[Saved data entries]
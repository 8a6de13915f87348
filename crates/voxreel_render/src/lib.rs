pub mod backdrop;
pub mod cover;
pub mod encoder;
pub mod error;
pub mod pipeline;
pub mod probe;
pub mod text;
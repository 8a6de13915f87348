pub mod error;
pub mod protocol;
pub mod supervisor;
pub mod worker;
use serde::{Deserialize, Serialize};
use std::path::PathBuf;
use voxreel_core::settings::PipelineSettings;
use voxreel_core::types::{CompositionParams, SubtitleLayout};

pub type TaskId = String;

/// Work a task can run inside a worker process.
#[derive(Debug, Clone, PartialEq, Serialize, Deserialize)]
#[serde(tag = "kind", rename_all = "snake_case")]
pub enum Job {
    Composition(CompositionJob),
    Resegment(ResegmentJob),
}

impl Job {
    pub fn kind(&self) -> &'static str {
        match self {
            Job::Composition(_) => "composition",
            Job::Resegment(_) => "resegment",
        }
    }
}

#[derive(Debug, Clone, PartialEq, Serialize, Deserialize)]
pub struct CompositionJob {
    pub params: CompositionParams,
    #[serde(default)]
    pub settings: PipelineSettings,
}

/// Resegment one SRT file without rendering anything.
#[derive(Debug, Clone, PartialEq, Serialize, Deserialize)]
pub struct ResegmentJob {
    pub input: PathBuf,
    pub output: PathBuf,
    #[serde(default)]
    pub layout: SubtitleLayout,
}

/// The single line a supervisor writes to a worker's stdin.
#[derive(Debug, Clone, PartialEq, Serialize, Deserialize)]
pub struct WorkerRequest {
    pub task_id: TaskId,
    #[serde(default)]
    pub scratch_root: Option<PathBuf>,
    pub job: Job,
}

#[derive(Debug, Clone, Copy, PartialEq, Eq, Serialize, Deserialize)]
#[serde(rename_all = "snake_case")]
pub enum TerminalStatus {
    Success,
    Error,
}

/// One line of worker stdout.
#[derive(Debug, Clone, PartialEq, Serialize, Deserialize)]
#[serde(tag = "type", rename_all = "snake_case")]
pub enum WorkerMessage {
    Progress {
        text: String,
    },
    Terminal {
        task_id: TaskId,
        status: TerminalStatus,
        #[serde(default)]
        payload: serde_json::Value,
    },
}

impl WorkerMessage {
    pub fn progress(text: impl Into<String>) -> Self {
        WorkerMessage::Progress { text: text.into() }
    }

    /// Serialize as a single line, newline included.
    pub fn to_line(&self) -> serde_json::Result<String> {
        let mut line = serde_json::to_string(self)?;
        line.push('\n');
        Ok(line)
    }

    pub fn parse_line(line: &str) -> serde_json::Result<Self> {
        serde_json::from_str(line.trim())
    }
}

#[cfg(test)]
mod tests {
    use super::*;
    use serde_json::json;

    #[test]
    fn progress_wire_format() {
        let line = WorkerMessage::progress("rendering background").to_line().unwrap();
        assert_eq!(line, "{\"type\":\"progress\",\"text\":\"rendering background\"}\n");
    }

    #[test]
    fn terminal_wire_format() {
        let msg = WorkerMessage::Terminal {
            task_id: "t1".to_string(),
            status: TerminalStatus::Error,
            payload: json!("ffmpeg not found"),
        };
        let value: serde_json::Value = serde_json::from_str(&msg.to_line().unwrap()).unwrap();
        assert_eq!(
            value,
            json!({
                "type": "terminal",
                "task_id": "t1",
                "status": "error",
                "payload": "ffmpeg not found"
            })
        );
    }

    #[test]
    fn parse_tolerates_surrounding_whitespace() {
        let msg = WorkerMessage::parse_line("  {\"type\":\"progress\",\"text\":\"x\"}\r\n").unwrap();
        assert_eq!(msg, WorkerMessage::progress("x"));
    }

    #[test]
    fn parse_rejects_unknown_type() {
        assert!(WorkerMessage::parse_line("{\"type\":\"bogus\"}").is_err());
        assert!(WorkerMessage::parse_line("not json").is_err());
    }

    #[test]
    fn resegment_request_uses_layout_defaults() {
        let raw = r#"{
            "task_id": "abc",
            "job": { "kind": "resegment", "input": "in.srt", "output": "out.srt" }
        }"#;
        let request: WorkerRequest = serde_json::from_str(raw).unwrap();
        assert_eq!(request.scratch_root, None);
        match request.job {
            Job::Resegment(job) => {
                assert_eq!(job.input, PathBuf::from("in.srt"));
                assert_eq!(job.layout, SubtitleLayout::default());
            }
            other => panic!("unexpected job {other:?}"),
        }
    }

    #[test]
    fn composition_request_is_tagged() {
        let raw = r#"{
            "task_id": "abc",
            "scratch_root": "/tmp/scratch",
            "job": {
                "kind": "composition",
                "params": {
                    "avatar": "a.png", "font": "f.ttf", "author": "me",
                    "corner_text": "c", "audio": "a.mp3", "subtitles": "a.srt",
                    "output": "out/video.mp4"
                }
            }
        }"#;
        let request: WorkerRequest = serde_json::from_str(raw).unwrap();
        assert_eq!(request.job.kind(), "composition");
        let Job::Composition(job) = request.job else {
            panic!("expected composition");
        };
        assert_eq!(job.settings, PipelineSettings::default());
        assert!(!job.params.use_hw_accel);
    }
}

» What you should do:
When the word "SubtitleLayout" occurs in a line above, list that line.

» Answer to the problem:
use voxreel_core::types::{CompositionParams, SubtitleLayout};
    pub layout: SubtitleLayout,
                assert_eq!(job.layout, SubtitleLayout::default());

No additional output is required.